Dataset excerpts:
_ _ _ _ _ _ _

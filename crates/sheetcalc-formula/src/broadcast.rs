//! Element-wise application of scalar functions over array arguments
//!
//! Any function written against scalars can accept arrays by routing its
//! arguments through [`lift1`] or [`lift_n`]. The result takes the bounding
//! shape of all array arguments:
//!
//! - scalars and 1x1 arrays are reused for every element
//! - a single row is repeated down, a single column is repeated across
//! - any other coordinate outside an argument's bounds reads as `#N/A`
//!
//! Each element is computed independently, so an error in one cell never
//! leaks into its neighbours.

use crate::coerce::CalcResult;
use crate::value::{Array, Value};
use sheetcalc_core::ErrorCode;

static NOT_AVAILABLE: Value = Value::Error(ErrorCode::Na);

/// Bounding `(rows, cols)` of all array arguments, or `None` if none is an array
pub fn result_shape(args: &[&Value]) -> Option<(usize, usize)> {
    args.iter()
        .filter_map(|value| match value {
            Value::Array(array) => Some((array.rows(), array.cols())),
            _ => None,
        })
        .reduce(|(r1, c1), (r2, c2)| (r1.max(r2), c1.max(c2)))
}

/// The element of `value` paired with result coordinate `(row, col)`
pub fn element_at(value: &Value, row: usize, col: usize) -> &Value {
    let Value::Array(array) = value else {
        return value;
    };
    let found = if array.is_1x1() {
        Some(array.top_left())
    } else if array.rows() == 1 {
        array.get(0, col)
    } else if array.cols() == 1 {
        array.get(row, 0)
    } else {
        array.get(row, col)
    };
    found.unwrap_or(&NOT_AVAILABLE)
}

/// Apply `f` to a single argument, element-wise if it is an array
pub fn lift1(value: &Value, f: impl Fn(&Value) -> CalcResult<Value>) -> Value {
    lift_n(&[value], |args| f(args[0]))
}

/// Apply `f` to two arguments with broadcasting
pub fn lift2(a: &Value, b: &Value, f: impl Fn(&Value, &Value) -> CalcResult<Value>) -> Value {
    lift_n(&[a, b], |args| f(args[0], args[1]))
}

/// Apply `f` to three arguments with broadcasting
pub fn lift3(
    a: &Value,
    b: &Value,
    c: &Value,
    f: impl Fn(&Value, &Value, &Value) -> CalcResult<Value>,
) -> Value {
    lift_n(&[a, b, c], |args| f(args[0], args[1], args[2]))
}

/// Apply `f` to any number of arguments with broadcasting
///
/// `f` always receives scalars when at least one argument is an array.
/// With no array arguments it is called once with the arguments as given.
pub fn lift_n(args: &[&Value], f: impl Fn(&[&Value]) -> CalcResult<Value>) -> Value {
    let Some((rows, cols)) = result_shape(args) else {
        return f(args).unwrap_or_else(Value::Error);
    };

    let mut out = Vec::with_capacity(rows * cols);
    let mut scalars: Vec<&Value> = Vec::with_capacity(args.len());
    for row in 0..rows {
        for col in 0..cols {
            scalars.clear();
            scalars.extend(args.iter().map(|arg| element_at(arg, row, col)));
            out.push(f(&scalars).unwrap_or_else(Value::Error));
        }
    }
    Value::Array(Array::new(rows, cols, out))
}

_ _ _ _ _ _ _

» **Requirement**
Please retype, exactly as written, every line from the line containing "arguments as given." through the last line of the records above, including both of those lines, and nothing else.

» **Answer to the exercise**
/// With no array arguments it is called once with the arguments as given.
pub fn lift_n(args: &[&Value], f: impl Fn(&[&Value]) -> CalcResult<Value>) -> Value {
    let Some((rows, cols)) = result_shape(args) else {
        return f(args).unwrap_or_else(Value::Error);
    };

    let mut out = Vec::with_capacity(rows * cols);
    let mut scalars: Vec<&Value> = Vec::with_capacity(args.len());
    for row in 0..rows {
        for col in 0..cols {
            scalars.clear();
            scalars.extend(args.iter().map(|arg| element_at(arg, row, col)));
            out.push(f(&scalars).unwrap_or_else(Value::Error));
        }
    }
    Value::Array(Array::new(rows, cols, out))
}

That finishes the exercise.